WHAT THE TASK ASKS —
Within the data that follows, set down exactly the lines from the one containing "#[derive(Debug, Clone, FromRow, Serialize)]" through the one containing "pub enum TriggerPath", both ends included.

(Items from a dataset)
● ● ● ● ●
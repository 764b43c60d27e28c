//! Route definitions for the operator monitoring surface.

use axum::routing::{delete, get, post, put};
use axum::Router;

use crate::handlers::monitoring;
use crate::state::AppState;

/// Monitoring routes mounted at `/admin/monitoring`.
///
/// ```text
/// GET    /email-queue              -> list_email_queue
/// DELETE /email-queue              -> clear_email_queue
/// POST   /email-queue/process      -> process_email_queue
/// GET    /daily-reports            -> list_daily_reports
/// GET    /report-schedule          -> get_report_schedule
/// PUT    /report-schedule          -> update_report_schedule
/// POST   /reports/{job}/trigger    -> trigger_report
/// POST   /test-email               -> send_test_email
/// ```
pub fn router() -> Router<AppState> {
    Router::new()
        .route("/email-queue", get(monitoring::list_email_queue))
        .route("/email-queue", delete(monitoring::clear_email_queue))
        .route("/email-queue/process", post(monitoring::process_email_queue))
        .route("/daily-reports", get(monitoring::list_daily_reports))
        .route("/report-schedule", get(monitoring::get_report_schedule))
        .route("/report-schedule", put(monitoring::update_report_schedule))
        .route("/reports/{job}/trigger", post(monitoring::trigger_report))
        .route("/test-email", post(monitoring::send_test_email))
}
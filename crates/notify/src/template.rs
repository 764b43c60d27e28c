//! HTML mail body rendering.
//!
//! Templates are compiled into the binary; variables come in as a
//! [`tera::Context`] built by the producer.

use tera::Tera;

/// Renders mail bodies from embedded `tera` templates.
pub struct TemplateRenderer {
    tera: Tera,
}

impl TemplateRenderer {
    /// Template used for broadcast and individual student emails.
    pub const STUDENT_EMAIL: &'static str = "student-email.html";

    /// Compile the embedded templates.
    pub fn new() -> Result<Self, tera::Error> {
        let mut tera = Tera::default();
        tera.add_raw_template(
            Self::STUDENT_EMAIL,
            include_str!("../templates/student_email.html"),
        )?;
        Ok(Self { tera })
    }

    /// Render `template` with the given variables.
    pub fn render(&self, template: &str, context: &tera::Context) -> Result<String, tera::Error> {
        self.tera.render(template, context)
    }
}

#[cfg(test)]
mod tests {
    use super::*;

    #[test]
    fn renders_student_email_with_name() {
        let renderer = TemplateRenderer::new().expect("templates should compile");
        let mut ctx = tera::Context::new();
        ctx.insert("subject", "Exam schedule");
        ctx.insert("message", "Finals start Monday.");
        ctx.insert("name", "Priya");

        let html = renderer
            .render(TemplateRenderer::STUDENT_EMAIL, &ctx)
            .expect("render should succeed");
        assert!(html.contains("Exam schedule"));
        assert!(html.contains("Priya"));
        assert!(html.contains("Finals start Monday."));
    }

    #[test]
    fn renders_student_email_without_name() {
        let renderer = TemplateRenderer::new().expect("templates should compile");
        let mut ctx = tera::Context::new();
        ctx.insert("subject", "Notice");
        ctx.insert("message", "Campus closed tomorrow.");

        let html = renderer
            .render(TemplateRenderer::STUDENT_EMAIL, &ctx)
            .expect("render should succeed");
        assert!(html.contains("Campus closed tomorrow."));
        assert!(!html.contains("Dear"));
    }

    #[test]
    fn unknown_template_is_an_error() {
        let renderer = TemplateRenderer::new().expect("templates should compile");
        let ctx = tera::Context::new();
        assert!(renderer.render("no-such-template", &ctx).is_err());
    }
}
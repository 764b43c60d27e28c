//! Outbound email queue models.

use classtrack_core::types::{DbId, Timestamp};
use serde::{Deserialize, Serialize};
use sqlx::FromRow;

/// Delivery state of a queued email.
///
/// `Sent` is terminal. `Failed` stays eligible for retry until the
/// dispatcher's retry ceiling is reached, after which the row is inert and
/// only visible through the monitoring endpoints.
#[derive(Debug, Clone, Copy, PartialEq, Eq, Serialize, Deserialize, sqlx::Type)]
#[sqlx(type_name = "email_status", rename_all = "UPPERCASE")]
#[serde(rename_all = "UPPERCASE")]
pub enum EmailStatus {
    Pending,
    Sent,
    Failed,
}

/// A row from the `email_notifications` table.
#[derive(Debug, Clone, FromRow, Serialize)]
pub struct EmailNotification {
    pub id: DbId,
    pub to_email: String,
    pub subject: String,
    pub body: String,
    pub is_html: bool,
    pub status: EmailStatus,
    pub sent_at: Option<Timestamp>,
    pub retry_count: i32,
    pub last_attempt_at: Option<Timestamp>,
    pub last_error: Option<String>,
    pub created_at: Timestamp,
}

/// Payload for enqueueing a new outbound email.
#[derive(Debug, Clone)]
pub struct NewEmail {
    pub to_email: String,
    pub subject: String,
    pub body: String,
    pub is_html: bool,
}
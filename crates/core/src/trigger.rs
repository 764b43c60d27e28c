//! Trigger-window evaluation for once-per-day scheduled jobs.
//!
//! The report scheduler only has a coarse per-minute poll available, so a
//! single configured time-of-day is covered by several overlapping windows:
//! the exact configured minute, a late catch-up for missed ticks, and a
//! hard end-of-day cutoff. [`evaluate`] is the one decision function all of
//! them go through; it is pure so the overlap rules can be tested without a
//! clock or a database.

use chrono::{NaiveTime, Timelike};
use serde::Serialize;

/// Hour of day (24h) at which the end-of-day fallback fires, regardless of
/// the configured report time.
pub const HARD_CUTOFF_HOUR: u32 = 23;

// ---------------------------------------------------------------------------
// TriggerPath
// ---------------------------------------------------------------------------

/// Which of the overlapping trigger windows matched.
#[derive(Debug, Clone, Copy, PartialEq, Eq, Serialize)]
#[serde(rename_all = "kebab-case")]
pub enum TriggerPath {
    /// Process start found the configured time already passed today.
    Startup,
    /// The poll tick landed exactly on the configured (hour, minute).
    ExactTime,
    /// The configured time has passed but the cutoff has not been reached;
    /// covers ticks lost to scheduler jitter or a busy process.
    LateCatchUp,
    /// Past the hard cutoff hour with no successful run recorded today.
    HardCutoff,
}

impl TriggerPath {
    /// Short human-readable label used in log lines.
    pub fn label(self) -> &'static str {
        match self {
            TriggerPath::Startup => "startup",
            TriggerPath::ExactTime => "exact-time",
            TriggerPath::LateCatchUp => "late-catch-up",
            TriggerPath::HardCutoff => "hard-cutoff",
        }
    }
}

// ---------------------------------------------------------------------------
// Evaluation
// ---------------------------------------------------------------------------

/// Decide whether a daily job should fire at `now` given its configured
/// `scheduled` time-of-day.
///
/// Returns the matching [`TriggerPath`], or `None` when no window applies.
/// The caller is responsible for the "already ran today" check against the
/// persisted run log; this function only evaluates the clock.
///
/// Window precedence when several overlap: exact minute beats hard cutoff
/// beats late catch-up, so log lines attribute a run to the most specific
/// window that matched.
pub fn evaluate(now: NaiveTime, scheduled: NaiveTime, at_startup: bool) -> Option<TriggerPath> {
    let past_cutoff = now.hour() >= HARD_CUTOFF_HOUR;

    if at_startup {
        if now > scheduled || past_cutoff {
            return Some(TriggerPath::Startup);
        }
        return None;
    }

    if now.hour() == scheduled.hour() && now.minute() == scheduled.minute() {
        return Some(TriggerPath::ExactTime);
    }
    if past_cutoff {
        return Some(TriggerPath::HardCutoff);
    }
    if now > scheduled {
        return Some(TriggerPath::LateCatchUp);
    }

    None
}

// ---------------------------------------------------------------------------
// Tests
// ---------------------------------------------------------------------------

#[cfg(test)]
mod tests {
    use super::*;

    fn at(hour: u32, minute: u32) -> NaiveTime {
        NaiveTime::from_hms_opt(hour, minute, 0).expect("valid test time")
    }

    // -- tick evaluation ------------------------------------------------------

    #[test]
    fn before_the_window_nothing_fires() {
        assert_eq!(evaluate(at(9, 0), at(10, 45), false), None);
    }

    #[test]
    fn exact_minute_fires_exact_time() {
        assert_eq!(
            evaluate(at(10, 45), at(10, 45), false),
            Some(TriggerPath::ExactTime)
        );
    }

    #[test]
    fn exact_minute_matches_regardless_of_seconds() {
        let now = NaiveTime::from_hms_opt(10, 45, 37).expect("valid test time");
        assert_eq!(evaluate(now, at(10, 45), false), Some(TriggerPath::ExactTime));
    }

    #[test]
    fn missed_tick_is_covered_by_late_catch_up() {
        // The 10:45 tick was skipped entirely; 10:50 must still fire.
        assert_eq!(
            evaluate(at(10, 50), at(10, 45), false),
            Some(TriggerPath::LateCatchUp)
        );
    }

    #[test]
    fn late_catch_up_stops_at_the_cutoff() {
        assert_eq!(
            evaluate(at(23, 5), at(10, 45), false),
            Some(TriggerPath::HardCutoff)
        );
    }

    #[test]
    fn cutoff_fires_even_before_the_configured_time() {
        // Configured for 23:30 but the cutoff does not wait for it.
        assert_eq!(
            evaluate(at(23, 0), at(23, 30), false),
            Some(TriggerPath::HardCutoff)
        );
    }

    #[test]
    fn exact_minute_wins_over_cutoff() {
        assert_eq!(
            evaluate(at(23, 30), at(23, 30), false),
            Some(TriggerPath::ExactTime)
        );
    }

    // -- startup evaluation ---------------------------------------------------

    #[test]
    fn startup_before_the_configured_time_does_nothing() {
        assert_eq!(evaluate(at(8, 0), at(10, 45), true), None);
    }

    #[test]
    fn startup_after_the_configured_time_fires() {
        assert_eq!(
            evaluate(at(11, 0), at(10, 45), true),
            Some(TriggerPath::Startup)
        );
    }

    #[test]
    fn startup_past_cutoff_fires_even_with_future_schedule() {
        assert_eq!(
            evaluate(at(23, 10), at(23, 30), true),
            Some(TriggerPath::Startup)
        );
    }

    // -- labels ---------------------------------------------------------------

    #[test]
    fn labels_are_stable() {
        assert_eq!(TriggerPath::Startup.label(), "startup");
        assert_eq!(TriggerPath::ExactTime.label(), "exact-time");
        assert_eq!(TriggerPath::LateCatchUp.label(), "late-catch-up");
        assert_eq!(TriggerPath::HardCutoff.label(), "hard-cutoff");
    }
}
● ● ● ● ●
RESULT —
#[derive(Debug, Clone, FromRow, Serialize)]
pub struct EmailNotification {
    pub id: DbId,
    pub to_email: String,
    pub subject: String,
    pub body: String,
    pub is_html: bool,
    pub status: EmailStatus,
    pub sent_at: Option<Timestamp>,
    pub retry_count: i32,
    pub last_attempt_at: Option<Timestamp>,
    pub last_error: Option<String>,
    pub created_at: Timestamp,
}

/// Payload for enqueueing a new outbound email.
#[derive(Debug, Clone)]
pub struct NewEmail {
    pub to_email: String,
    pub subject: String,
    pub body: String,
    pub is_html: bool,
}
filename crates/core/src/trigger.rs
repository 764b43c60d27e28c
//! Trigger-window evaluation for once-per-day scheduled jobs.
//!
//! The report scheduler only has a coarse per-minute poll available, so a
//! single configured time-of-day is covered by several overlapping windows:
//! the exact configured minute, a late catch-up for missed ticks, and a
//! hard end-of-day cutoff. [`evaluate`] is the one decision function all of
//! them go through; it is pure so the overlap rules can be tested without a
//! clock or a database.

use chrono::{NaiveTime, Timelike};
use serde::Serialize;

/// Hour of day (24h) at which the end-of-day fallback fires, regardless of
/// the configured report time.
pub const HARD_CUTOFF_HOUR: u32 = 23;

// ---------------------------------------------------------------------------
// TriggerPath
// ---------------------------------------------------------------------------

/// Which of the overlapping trigger windows matched.
#[derive(Debug, Clone, Copy, PartialEq, Eq, Serialize)]
#[serde(rename_all = "kebab-case")]
pub enum TriggerPath {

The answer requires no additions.